Where a full title guarantee is given, s.3(1) and (2) require a covenant that the property is free from all charges and incumbrances and third party rights other than those of which the transferor is ignorant and could not reasonably be expected to know about.

The covenant extends to charges etc imposed or rights conferred by 'any enactment' (eg Housing Act grants) but not 'potential' liabilities and rights or those of a general nature and not such as to constitute 'defects in title'.

(When is a defect not a defect in title - Bain v Fothergill reborn?)In contrast, by s.3(3) where limited title guarantee is given, the covenant relating to incumbrances is narrower, covering only those charges, incumbrances or subsisting third party rights which the transferor has created since the last disposition for value, with a covenant that the transferor is not aware of anyone else having incumbered the property since that last disposition for value.

This is a less onerous covenant.

One suspects that the difference between the two covenants relating to incumbrances will be a reason why unmodified full title guarantees will be rare.

There is no longer a covenant for quiet enjoyment in either case.It is open to the vendor to make the disposition expressly subject to any matters which might otherwise cause a breach of covenant (s.6(1)).

S.6(2) excludes liability for things within one's actual knowledge, or anything which would be treated as within the transferee's knowledge because of facts known to him.

Deemed notice by s.198 of the Law of Property Act 1925 is disregarded.

(See Rignall v Halil [1987] Ch 190 for an instance of knowledge of incumbrances in practice.) There is a trap here for the unwary buyer of real property who in the usual way will have been told about the vendor's mortgage.

Unless the buyer modifies the covenant of freedom from incumbrances, the vendor may be able to rely on s.6(2) to avoid an action on the covenant in respect of a charge drawn to the knowledge of the purchaser (Although in practice protection may be present under the usual undertaking to discharge.) The benefit of the implied covenants for title runs automatically with the land (s.7).The Act contains transitional provisions which are important.

Assuming commencement occurs on 1 July 1995 the po sition will be as follows: (a) dispositions of property made before 1 July - the old forms apply (s.10);(b) contract before 1 July, completion thereafter and no reference on the face of the instrument effecting the disposition as to the old or new law - the old forms apply.

The same will happen in cases of options granted in like terms before 1 July, but exercised thereafter (ss.11 & 13);(c) 'hybrid cases'.

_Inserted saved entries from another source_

//! Prediction engine
//!
//! Orchestrates the serving pipeline: validate, preprocess, score with the
//! active model, classify, and append to history before the caller sees the
//! result. Batch mode isolates per-item failures and honors an optional
//! deadline by marking unprocessed items not-attempted instead of discarding
//! completed work.

pub mod explain;

pub use explain::{Explanation, ExplanationReport, FeatureContribution};

use std::sync::Arc;
use std::time::Instant;

use chrono::Utc;
use serde::Serialize;
use serde_json::Value;
use tracing::{info, warn};

use crate::config::ServingConfig;
use crate::error::{ServingError, ServingResult};
use crate::history::{
    ClassLabel, ConfidenceBand, HistoryStore, Prediction, PredictionDraft,
};
use crate::model::registry::ModelRegistry;
use crate::schema::{preprocess, validate, FeatureSchema, Record, ValidationReport};

/// Per-item failure inside a batch.
#[derive(Debug, Clone, Serialize)]
pub struct BatchFailure {
    pub kind: String,
    pub message: String,
    /// Structured validation detail when the failure was a validation one.
    #[serde(skip_serializing_if = "Option::is_none")]
    pub report: Option<ValidationReport>,
}

/// Outcome of one batch item; the tagged type keeps failures statically
/// distinguishable from successes.
#[derive(Debug, Clone, Serialize)]
#[serde(tag = "status", rename_all = "snake_case")]
pub enum BatchItemOutcome {
    Predicted(Prediction),
    Failed(BatchFailure),
    NotAttempted,
}

#[derive(Debug, Clone, Serialize)]
pub struct BatchItem {
    pub index: usize,
    #[serde(skip_serializing_if = "Option::is_none")]
    pub mask_id: Option<Value>,
    pub outcome: BatchItemOutcome,
}

#[derive(Debug, Clone, Copy, Serialize)]
pub struct BatchSummary {
    pub total_records: usize,
    pub good_subjects: usize,
    pub bad_subjects: usize,
    pub failed_records: usize,
    pub not_attempted: usize,
}

/// Order-preserving batch result.
#[derive(Debug, Clone, Serialize)]
pub struct BatchOutcome {
    pub items: Vec<BatchItem>,
    pub summary: BatchSummary,
}

impl BatchOutcome {
    pub fn predictions(&self) -> impl Iterator<Item = &Prediction> {
        self.items.iter().filter_map(|item| match &item.outcome {
            BatchItemOutcome::Predicted(p) => Some(p),
            _ => None,
        })
    }

    pub fn failures(&self) -> impl Iterator<Item = (&BatchItem, &BatchFailure)> {
        self.items.iter().filter_map(|item| match &item.outcome {
            BatchItemOutcome::Failed(f) => Some((item, f)),
            _ => None,
        })
    }
}

pub struct PredictionEngine {
    schema: Arc<FeatureSchema>,
    registry: Arc<ModelRegistry>,
    history: Arc<HistoryStore>,
    config: ServingConfig,
}

impl PredictionEngine {
    pub fn new(
        schema: Arc<FeatureSchema>,
        registry: Arc<ModelRegistry>,
        history: Arc<HistoryStore>,
        config: ServingConfig,
    ) -> Self {
        Self {
            schema,
            registry,
            history,
            config,
        }
    }

    pub fn schema(&self) -> &FeatureSchema {
        &self.schema
    }

    pub fn config(&self) -> &ServingConfig {
        &self.config
    }

    pub(crate) fn registry(&self) -> &ModelRegistry {
        &self.registry
    }

    /// Validate, preprocess, score, and record one record. The prediction
    /// is appended to history before being returned, so history can always
    /// answer queries for anything a caller has seen.
    pub fn predict_record(&self, record: &Record) -> ServingResult<Prediction> {
        let report = validate(record, &self.schema);
        if !report.is_valid {
            return Err(ServingError::Validation { report });
        }
        let vector = preprocess(record, &self.schema, self.config.impute_missing)?;

        let active = self.registry.get_active().map_err(|err| match err {
            ServingError::NoActiveModel => ServingError::ModelUnavailable,
            other => other,
        })?;
        let probability = active.artifact.predict(&vector);
        let (class_label, confidence_band) = self.classify(probability);

        let prediction = self.history.append(PredictionDraft {
            timestamp: Utc::now(),
            input_snapshot: record.clone(),
            model_id: active.version.model_id.clone(),
            class_label,
            probability,
            confidence_band,
            mask_id: record.get("MASK_ID").cloned(),
        });
        info!(
            prediction_id = %prediction.prediction_id,
            model_id = %prediction.model_id,
            probability = prediction.probability,
            "served prediction"
        );
        Ok(prediction)
    }

    /// Batch prediction with per-item failure isolation. A failure on one
    /// record never aborts the batch; items not reached before `deadline`
    /// are reported not-attempted with completed work intact.
    pub fn predict_batch(&self, records: &[Record], deadline: Option<Instant>) -> BatchOutcome {
        let mut items = Vec::with_capacity(records.len());
        let mut good = 0usize;
        let mut bad = 0usize;
        let mut failed = 0usize;
        let mut skipped = 0usize;

        for (index, record) in records.iter().enumerate() {
            let mask_id = record.get("MASK_ID").cloned();
            if deadline.is_some_and(|d| Instant::now() >= d) {
                skipped += 1;
                items.push(BatchItem {
                    index,
                    mask_id,
                    outcome: BatchItemOutcome::NotAttempted,
                });
                continue;
            }
            let outcome = match self.predict_record(record) {
                Ok(prediction) => {
                    match prediction.class_label {
                        ClassLabel::Positive => good += 1,
                        ClassLabel::Negative => bad += 1,
                    }
                    BatchItemOutcome::Predicted(prediction)
                }
                Err(err) => {
                    warn!(index, kind = err.kind(), "batch item failed: {}", err);
                    failed += 1;
                    let report = match &err {
                        ServingError::Validation { report } => Some(report.clone()),
                        _ => None,
                    };
                    BatchItemOutcome::Failed(BatchFailure {
                        kind: err.kind().to_string(),
                        message: err.to_string(),
                        report,
                    })
                }
            };
            items.push(BatchItem {
                index,
                mask_id,
                outcome,
            });
        }

        BatchOutcome {
            items,
            summary: BatchSummary {
                total_records: records.len(),
                good_subjects: good,
                bad_subjects: bad,
                failed_records: failed,
                not_attempted: skipped,
            },
        }
    }

    /// Class label and confidence band for a probability, per configured
    /// threshold policy.
    pub fn classify(&self, probability: f64) -> (ClassLabel, ConfidenceBand) {
        let label = if probability >= self.config.decision_threshold {
            ClassLabel::Positive
        } else {
            ClassLabel::Negative
        };
        let distance = (probability - self.config.decision_threshold).abs();
        let band = if distance >= self.config.band_high {
            ConfidenceBand::High
        } else if distance >= self.config.band_medium {
            ConfidenceBand::Medium
        } else {
            ConfidenceBand::Low
        };
        (label, band)
    }
}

S.12 provides for potentially complex cases where dispositions governed by the new law take place after 1 July but before contracts made before 1 July are completed.

One example would be the assignment of a freehold reversion after 1 July made with full or limited title guarantee and subject to an option to purchase it vested in the tenant, the tenant exercising his option after the Act comes into force.

In such cases the Act translates the old words in the pre-1 July contract into the new so that a contract by the vendor as beneficial owner will imply full title and in other cases (eg where the vendor is contracting as trustee) limited title will be implied.Thought and care will be required as the commencement date looms as to the choice of words by which the vendor is expressed to convey in the contract or conveyance, particularly in cases of options and deferred completions.After 1 July 1995 it remains to be seen how many vendors will offer full, limited, or next to no title at all.

The decent obscurity of the old words having been conveyed to the dustbin, the arrival of the new may focus the property lawyer's mind on precisely what covenants will be given on the proposed disposition.

Will there be more verbiage or less?